La capture des mouches et le climat dans les montagnes
Nous savons tous: il fait plus froid dans les montagnes. En fait, en fait, La température baisse rapidement, En moyenne 6 ° C pour chaque kilomètre altitude. En montant du sol de la vallée jusqu’à 4000 mètres, la température baisse clairement, un saut thermique similaire à ce qu’il rencontrerait en voyageant pendant des milliers de kilomètres dans les régions polaires. Pour une mouche, qui dépend du climat extérieur pour réguler son métabolisme, ce froid représente un défi concret: à ces températures, je Les muscles des mouches « raidis »s’assurer qu’ils se déplacent plus lentement vers un température de 18 ° C. De plus, les réactions chimiques qui alimentent le vol pour perdre l’efficacité.
En haute altitude, l’air est moins dense
Ce n’est pas seulement le froid qui crée des problèmes. L’air, pendant que vous montez, non seulement se refroidisse, mais aussi il devient aussi moins dense. À 4000 mètres, en fait, la pression partielle est d’environ la moitié du niveau de la mer. Les ailes doivent donc effectuer un travail majeur Pour générer le même ascenseur. Certains insectes alpins, tels que les bombes, ont évolué des ailes et des stratégies de vol qui permettent des performances extraordinaires même à des altitudes plus élevées que celles de l’Everest. Les plaines communes volent cependant, Ils n’ont pas ces réserves d’énergie Et à haute altitude, ils semblent plus maladroits.

L’air raréfié rend l’oxygénation compliquée
Le vol nécessite unÉnorme quantité d’oxygène: Au cours des quelques instants qui se séparent du repos de la prise, la consommation peut augmenter jusqu’à cent fois. Déjà leL’oxygène à haute altitude diminuemais surtout, avec de l’air raréfié, la diffusion de l’oxygène dans les tissus devient plus lent Et les muscles ne peuvent pas fonctionner au plus.
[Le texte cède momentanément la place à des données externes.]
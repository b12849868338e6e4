pub mod animation;
pub mod input;
pub mod mesh;
pub mod motion;
pub mod sprite;

pub use animation::AnimatedSpriteComponent;
pub use input::{InputComponent, KeyBindings};
pub use mesh::MeshComponent;
pub use motion::{MoveComponent, WrapBounds};
pub use sprite::SpriteComponent;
Des expériences menées sur Drosophilepar Dillon et son équipe en 2006 de Université de Washingtonmontrez que, dans des conditions similaires à celles des grands sommets, LEt les mouches marchent plus lentement Et ils hésitent souvent à décoller. Ce n’est pas l’incapacité, mais un choix forcé de l’environnement: dans des conditions difficiles Économisez de l’énergielimitant les mouvements rapides.
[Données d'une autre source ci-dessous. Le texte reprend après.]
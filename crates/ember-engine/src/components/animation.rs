//! Flip-book sprite animation.
//!
//! Cycles the texture of an embedded sprite through a named sequence at a
//! fixed frame rate.

use std::collections::HashMap;

use crate::assets::types::Texture;
use crate::components::sprite::{SpriteComponent, DEFAULT_DRAW_ORDER};
use crate::core::component::{Component, ComponentContext};
use crate::error::Result;
use crate::renderer::draw_lists::DrawSlot;
use crate::renderer::traits::{DrawContext, Drawable};

#[derive(Debug, Clone)]
pub struct AnimatedSpriteComponent {
    sprite: SpriteComponent,
    animations: HashMap<String, Vec<Texture>>,
    current: String,
    /// Fractional frame index into the current sequence.
    frame: f32,
    /// Frames per second.
    pub fps: f32,
}

impl AnimatedSpriteComponent {
    pub fn new(fps: f32) -> Self {
        Self::with_draw_order(fps, DEFAULT_DRAW_ORDER)
    }

    pub fn with_draw_order(fps: f32, draw_order: i32) -> Self {
        Self {
            sprite: SpriteComponent::with_draw_order(None, draw_order),
            animations: HashMap::new(),
            current: String::new(),
            frame: 0.0,
            fps,
        }
    }

    /// Replace every animation. `initial` becomes current and its first frame
    /// is shown immediately.
    pub fn initialize(&mut self, animations: HashMap<String, Vec<Texture>>, initial: &str) {
        self.animations = animations;
        self.current.clear();
        self.set_animation(initial);
    }

    /// Switch to a named animation, restarting it. Returns false and keeps
    /// the current one if the name is unknown.
    pub fn set_animation(&mut self, name: &str) -> bool {
        let Some(frames) = self.animations.get(name) else {
            log::warn!("unknown animation '{}'", name);
            return false;
        };
        self.current = name.to_owned();
        self.frame = 0.0;
        if let Some(first) = frames.first() {
            self.sprite.set_texture(*first);
        }
        true
    }

    pub fn current_animation(&self) -> &str {
        &self.current
    }

    pub fn current_frame(&self) -> usize {
        self.frame as usize
    }

    pub fn sprite(&self) -> &SpriteComponent {
        &self.sprite
    }

    fn advance(&mut self, dt: f32) {
        let Some(frames) = self.animations.get(&self.current) else {
            return;
        };
        if frames.is_empty() {
            return;
        }
        let len = frames.len() as f32;
        self.frame = (self.frame + self.fps * dt).rem_euclid(len);
        if let Some(texture) = frames.get(self.frame as usize) {
            self.sprite.set_texture(*texture);
        }
    }
}

impl Drawable for AnimatedSpriteComponent {
    fn draw(&self, ctx: &mut DrawContext<'_>) -> Result<()> {
        self.sprite.draw(ctx)
    }
}

impl Component for AnimatedSpriteComponent {
    fn update(&mut self, _ctx: &mut ComponentContext<'_>, dt: f32) {
        self.advance(dt);
    }

    fn draw_slot(&self) -> Option<DrawSlot> {
        self.sprite.draw_slot()
    }

    fn as_drawable(&self) -> Option<&dyn Drawable> {
        Some(self)
    }
}

#[cfg(test)]
mod tests {
    use super::*;
    use crate::renderer::traits::TextureId;

    fn frames(ids: &[u32]) -> Vec<Texture> {
        ids.iter()
            .map(|&id| Texture {
                id: TextureId(id),
                width: 16,
                height: 16,
            })
            .collect()
    }

    fn animated() -> AnimatedSpriteComponent {
        let mut anim = AnimatedSpriteComponent::new(10.0);
        let mut map = HashMap::new();
        map.insert("walk".to_owned(), frames(&[1, 2, 3, 4]));
        map.insert("jump".to_owned(), frames(&[10, 11]));
        anim.initialize(map, "walk");
        anim
    }

    #[test]
    fn initialize_shows_first_frame() {
        let anim = animated();
        assert_eq!(anim.current_animation(), "walk");
        assert_eq!(anim.sprite().texture().map(|t| t.id), Some(TextureId(1)));
    }

    #[test]
    fn advances_and_wraps() {
        let mut anim = animated();
        anim.advance(0.25);
        assert_eq!(anim.current_frame(), 2);
        assert_eq!(anim.sprite().texture().map(|t| t.id), Some(TextureId(3)));
        anim.advance(0.2);
        // 4.5 frames wraps to 0.5
        assert_eq!(anim.current_frame(), 0);
        assert_eq!(anim.sprite().texture().map(|t| t.id), Some(TextureId(1)));
    }

    #[test]
    fn unknown_animation_keeps_current() {
        let mut anim = animated();
        assert!(!anim.set_animation("swim"));
        assert_eq!(anim.current_animation(), "walk");
        assert!(anim.set_animation("jump"));
        assert_eq!(anim.sprite().texture().map(|t| t.id), Some(TextureId(10)));
    }

    #[test]
    fn joins_sprite_list() {
        let anim = AnimatedSpriteComponent::with_draw_order(8.0, 150);
        assert_eq!(anim.draw_slot(), Some(DrawSlot::Sprite { draw_order: 150 }));
    }
}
Les mousses dans les montagnes voient et réagissent avec plus de lenteur
Enfin, l’altitude affecte également la vue des mouches, leur principal outil de défense. Ils sont capables de percevoir le mouvement d’une main qui s’approche en fractions de deuxième, grâce à un système visuel très puissant. Mais le qualité de la lumièrebasses températures et stress Ils réduisent la vitesse avec lequel ces informations sont traitées. La sensibilité à certaines couleurs, comme le bleu, varie également en fonction de l’environnement et de la température. À haute altitude, le résultat en est un moins de réaction de foudre Et une marge de plus pour ceux qui essaient de les attraper.